Start of Block

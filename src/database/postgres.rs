//! Postgres adapter for [`TodoStore`]. Expects the tables from `migrations/0001_todo.sql`.

use async_trait::async_trait;
use chrono::{DateTime, Utc};
use sqlx::{FromRow, PgPool, Postgres, Transaction};
use uuid::Uuid;

use crate::database::models::{MediaType, PermissionType, PriorityType, StatusType, TodoItem, TodoList, TodoListShare, User};
use crate::database::store::{StoreError, TodoStore};

const UNIQUE_VIOLATION: &str = "23505";

#[derive(Debug, FromRow)]
struct ListRow {
    id: Uuid,
    title: Option<String>,
    owner_id: Uuid,
    version: i64,
}

impl From<ListRow> for TodoList {
    fn from(row: ListRow) -> Self {
        TodoList {
            id: row.id,
            title: row.title,
            owner_id: row.owner_id,
            version: row.version,
            items: Vec::new(),
            shares: Vec::new(),
        }
    }
}

#[derive(Debug, FromRow)]
struct ItemRow {
    id: Uuid,
    list_id: Uuid,
    name: String,
    description: String,
    due_date: Option<DateTime<Utc>>,
    status: String,
    priority: String,
    media_url: Option<String>,
    media_type: Option<String>,
}

impl TryFrom<ItemRow> for TodoItem {
    type Error = StoreError;

    fn try_from(row: ItemRow) -> Result<Self, Self::Error> {
        let status = StatusType::from_raw(&row.status)
            .ok_or_else(|| StoreError::Corrupt(format!("item {} status '{}'", row.id, row.status)))?;
        let priority = PriorityType::from_raw(&row.priority)
            .ok_or_else(|| StoreError::Corrupt(format!("item {} priority '{}'", row.id, row.priority)))?;
        let media_type = match row.media_type.as_deref() {
            Some(raw) => Some(
                MediaType::from_raw(raw)
                    .ok_or_else(|| StoreError::Corrupt(format!("item {} media type '{}'", row.id, raw)))?,
            ),
            None => None,
        };
        Ok(TodoItem {
            id: row.id,
            list_id: row.list_id,
            name: row.name,
            description: row.description,
            due_date: row.due_date,
            status,
            priority,
            media_url: row.media_url,
            media_type,
        })
    }
}

#[derive(Debug, FromRow)]
struct ShareRow {
    id: Uuid,
    list_id: Uuid,
    shared_with_user_id: Uuid,
    permission: String,
}

impl TryFrom<ShareRow> for TodoListShare {
    type Error = StoreError;

    fn try_from(row: ShareRow) -> Result<Self, Self::Error> {
        let permission = PermissionType::from_raw(&row.permission)
            .ok_or_else(|| StoreError::Corrupt(format!("share {} permission '{}'", row.id, row.permission)))?;
        Ok(TodoListShare {
            id: row.id,
            list_id: row.list_id,
            shared_with_user_id: row.shared_with_user_id,
            permission,
        })
    }
}

const ITEM_COLUMNS: &str =
    "id, list_id, name, description, due_date, status, priority, media_url, media_type";

fn is_unique_violation(err: &sqlx::Error) -> bool {
    match err {
        sqlx::Error::Database(db) => db.code().as_deref() == Some(UNIQUE_VIOLATION),
        _ => false,
    }
}

pub struct PgStore {
    pool: PgPool,
}

impl PgStore {
    pub fn new(pool: PgPool) -> Self {
        Self { pool }
    }

    /// Compare-and-set bump of the list version inside `tx`.
    async fn bump_version(
        tx: &mut Transaction<'_, Postgres>,
        list_id: Uuid,
        expected: i64,
    ) -> Result<i64, StoreError> {
        let bumped: Option<(i64,)> = sqlx::query_as(
            "UPDATE todo_lists SET version = version + 1 WHERE id = $1 AND version = $2 RETURNING version",
        )
        .bind(list_id)
        .bind(expected)
        .fetch_optional(&mut **tx)
        .await?;

        match bumped {
            Some((version,)) => Ok(version),
            None => Err(Self::version_mismatch(&mut **tx, list_id, expected).await),
        }
    }

    /// Explain why a compare-and-set matched no row.
    async fn version_mismatch<'e, E>(executor: E, list_id: Uuid, expected: i64) -> StoreError
    where
        E: sqlx::Executor<'e, Database = Postgres>,
    {
        let current: Result<Option<(i64,)>, sqlx::Error> =
            sqlx::query_as("SELECT version FROM todo_lists WHERE id = $1")
                .bind(list_id)
                .fetch_optional(executor)
                .await;
        match current {
            Ok(Some((actual,))) => StoreError::Conflict { list_id, expected, actual },
            Ok(None) => StoreError::NotFound(format!("list {}", list_id)),
            Err(e) => e.into(),
        }
    }

    async fn items_for(&self, list_ids: &[Uuid]) -> Result<Vec<TodoItem>, StoreError> {
        let rows: Vec<ItemRow> = sqlx::query_as(&format!(
            "SELECT {} FROM todo_items WHERE list_id = ANY($1) ORDER BY seq",
            ITEM_COLUMNS
        ))
        .bind(list_ids)
        .fetch_all(&self.pool)
        .await?;
        rows.into_iter().map(TodoItem::try_from).collect()
    }

    async fn shares_for(&self, list_ids: &[Uuid]) -> Result<Vec<TodoListShare>, StoreError> {
        let rows: Vec<ShareRow> = sqlx::query_as(
            "SELECT id, list_id, shared_with_user_id, permission FROM todo_list_shares WHERE list_id = ANY($1)",
        )
        .bind(list_ids)
        .fetch_all(&self.pool)
        .await?;
        rows.into_iter().map(TodoListShare::try_from).collect()
    }
}

#[async_trait]
impl TodoStore for PgStore {
    async fn insert_user(&self, user: &User) -> Result<(), StoreError> {
        sqlx::query("INSERT INTO users (id, display_name, created_at) VALUES ($1, $2, $3)")
            .bind(user.id)
            .bind(&user.display_name)
            .bind(user.created_at)
            .execute(&self.pool)
            .await
            .map_err(|e| {
                if is_unique_violation(&e) {
                    StoreError::Duplicate(format!("user {}", user.display_name))
                } else {
                    e.into()
                }
            })?;
        Ok(())
    }

    async fn find_user(&self, user_id: Uuid) -> Result<Option<User>, StoreError> {
        let user = sqlx::query_as::<_, User>("SELECT id, display_name, created_at FROM users WHERE id = $1")
            .bind(user_id)
            .fetch_optional(&self.pool)
            .await?;
        Ok(user)
    }

    async fn find_user_by_name(&self, display_name: &str) -> Result<Option<User>, StoreError> {
        let user =
            sqlx::query_as::<_, User>("SELECT id, display_name, created_at FROM users WHERE display_name = $1")
                .bind(display_name)
                .fetch_optional(&self.pool)
                .await?;
        Ok(user)
    }

    async fn insert_list(&self, list: &TodoList) -> Result<(), StoreError> {
        sqlx::query("INSERT INTO todo_lists (id, title, owner_id, version) VALUES ($1, $2, $3, $4)")
            .bind(list.id)
            .bind(&list.title)
            .bind(list.owner_id)
            .bind(list.version)
            .execute(&self.pool)
            .await?;
        Ok(())
    }

    async fn find_list(&self, list_id: Uuid) -> Result<Option<TodoList>, StoreError> {
        let row: Option<ListRow> =
            sqlx::query_as("SELECT id, title, owner_id, version FROM todo_lists WHERE id = $1")
                .bind(list_id)
                .fetch_optional(&self.pool)
                .await?;
        Ok(row.map(TodoList::from))
    }

    async fn update_list(&self, list: &TodoList, expected_version: i64) -> Result<i64, StoreError> {
        let updated: Option<(i64,)> = sqlx::query_as(
            "UPDATE todo_lists SET title = $2, version = version + 1 \
             WHERE id = $1 AND version = $3 RETURNING version",
        )
        .bind(list.id)
        .bind(&list.title)
        .bind(expected_version)
        .fetch_optional(&self.pool)
        .await?;

        match updated {
            Some((version,)) => Ok(version),
            None => Err(Self::version_mismatch(&self.pool, list.id, expected_version).await),
        }
    }

    async fn delete_list(&self, list_id: Uuid) -> Result<(), StoreError> {
        let mut tx = self.pool.begin().await?;
        sqlx::query("DELETE FROM todo_items WHERE list_id = $1")
            .bind(list_id)
            .execute(&mut *tx)
            .await?;
        sqlx::query("DELETE FROM todo_list_shares WHERE list_id = $1")
            .bind(list_id)
            .execute(&mut *tx)
            .await?;
        let deleted = sqlx::query("DELETE FROM todo_lists WHERE id = $1")
            .bind(list_id)
            .execute(&mut *tx)
            .await?;
        if deleted.rows_affected() == 0 {
            // Dropping the transaction rolls it back
            return Err(StoreError::NotFound(format!("list {}", list_id)));
        }
        tx.commit().await?;
        Ok(())
    }

    async fn list_items(&self, list_id: Uuid) -> Result<Vec<TodoItem>, StoreError> {
        self.items_for(&[list_id]).await
    }

    async fn insert_item(&self, item: &TodoItem, expected_version: i64) -> Result<i64, StoreError> {
        let mut tx = self.pool.begin().await?;
        let version = Self::bump_version(&mut tx, item.list_id, expected_version).await?;
        sqlx::query(&format!(
            "INSERT INTO todo_items ({}) VALUES ($1, $2, $3, $4, $5, $6, $7, $8, $9)",
            ITEM_COLUMNS
        ))
        .bind(item.id)
        .bind(item.list_id)
        .bind(&item.name)
        .bind(&item.description)
        .bind(item.due_date)
        .bind(item.status.as_str())
        .bind(item.priority.as_str())
        .bind(&item.media_url)
        .bind(item.media_type.map(|m| m.as_str()))
        .execute(&mut *tx)
        .await?;
        tx.commit().await?;
        Ok(version)
    }

    async fn delete_item(&self, list_id: Uuid, item_id: Uuid, expected_version: i64) -> Result<i64, StoreError> {
        let mut tx = self.pool.begin().await?;
        let version = Self::bump_version(&mut tx, list_id, expected_version).await?;
        let deleted = sqlx::query("DELETE FROM todo_items WHERE id = $1 AND list_id = $2")
            .bind(item_id)
            .bind(list_id)
            .execute(&mut *tx)
            .await?;
        if deleted.rows_affected() == 0 {
            return Err(StoreError::NotFound(format!("item {}", item_id)));
        }
        tx.commit().await?;
        Ok(version)
    }

    async fn list_shares(&self, list_id: Uuid) -> Result<Vec<TodoListShare>, StoreError> {
        self.shares_for(&[list_id]).await
    }

    async fn find_share(&self, list_id: Uuid, user_id: Uuid) -> Result<Option<TodoListShare>, StoreError> {
        let row: Option<ShareRow> = sqlx::query_as(
            "SELECT id, list_id, shared_with_user_id, permission FROM todo_list_shares \
             WHERE list_id = $1 AND shared_with_user_id = $2",
        )
        .bind(list_id)
        .bind(user_id)
        .fetch_optional(&self.pool)
        .await?;
        row.map(TodoListShare::try_from).transpose()
    }

    async fn insert_share(&self, share: &TodoListShare) -> Result<(), StoreError> {
        sqlx::query(
            "INSERT INTO todo_list_shares (id, list_id, shared_with_user_id, permission) VALUES ($1, $2, $3, $4)",
        )
        .bind(share.id)
        .bind(share.list_id)
        .bind(share.shared_with_user_id)
        .bind(share.permission.as_str())
        .execute(&self.pool)
        .await
        .map_err(|e| {
            if is_unique_violation(&e) {
                StoreError::Duplicate(format!(
                    "share of list {} with user {}",
                    share.list_id, share.shared_with_user_id
                ))
            } else {
                e.into()
            }
        })?;
        Ok(())
    }

    async fn delete_share(&self, share_id: Uuid) -> Result<(), StoreError> {
        let deleted = sqlx::query("DELETE FROM todo_list_shares WHERE id = $1")
            .bind(share_id)
            .execute(&self.pool)
            .await?;
        if deleted.rows_affected() == 0 {
            return Err(StoreError::NotFound(format!("share {}", share_id)));
        }
        Ok(())
    }

    async fn lists_for_user(&self, user_id: Uuid) -> Result<Vec<TodoList>, StoreError> {
        let rows: Vec<ListRow> = sqlx::query_as(
            "SELECT l.id, l.title, l.owner_id, l.version FROM todo_lists l \
             WHERE l.owner_id = $1 \
                OR EXISTS (SELECT 1 FROM todo_list_shares s WHERE s.list_id = l.id AND s.shared_with_user_id = $1) \
             ORDER BY l.title NULLS FIRST, l.id",
        )
        .bind(user_id)
        .fetch_all(&self.pool)
        .await?;

        let mut lists: Vec<TodoList> = rows.into_iter().map(TodoList::from).collect();
        if lists.is_empty() {
            return Ok(lists);
        }

        let ids: Vec<Uuid> = lists.iter().map(|l| l.id).collect();
        let items = self.items_for(&ids).await?;
        let shares = self.shares_for(&ids).await?;
        for list in lists.iter_mut() {
            list.items = items.iter().filter(|i| i.list_id == list.id).cloned().collect();
            list.shares = shares.iter().filter(|s| s.list_id == list.id).cloned().collect();
        }
        Ok(lists)
    }
}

End of Block

### Task to carry out:
Each line of the entries that contains the word "filter" should be listed.

### Task output:
            list.items = items.iter().filter(|i| i.list_id == list.id).cloned().collect();
            list.shares = shares.iter().filter(|s| s.list_id == list.id).cloned().collect();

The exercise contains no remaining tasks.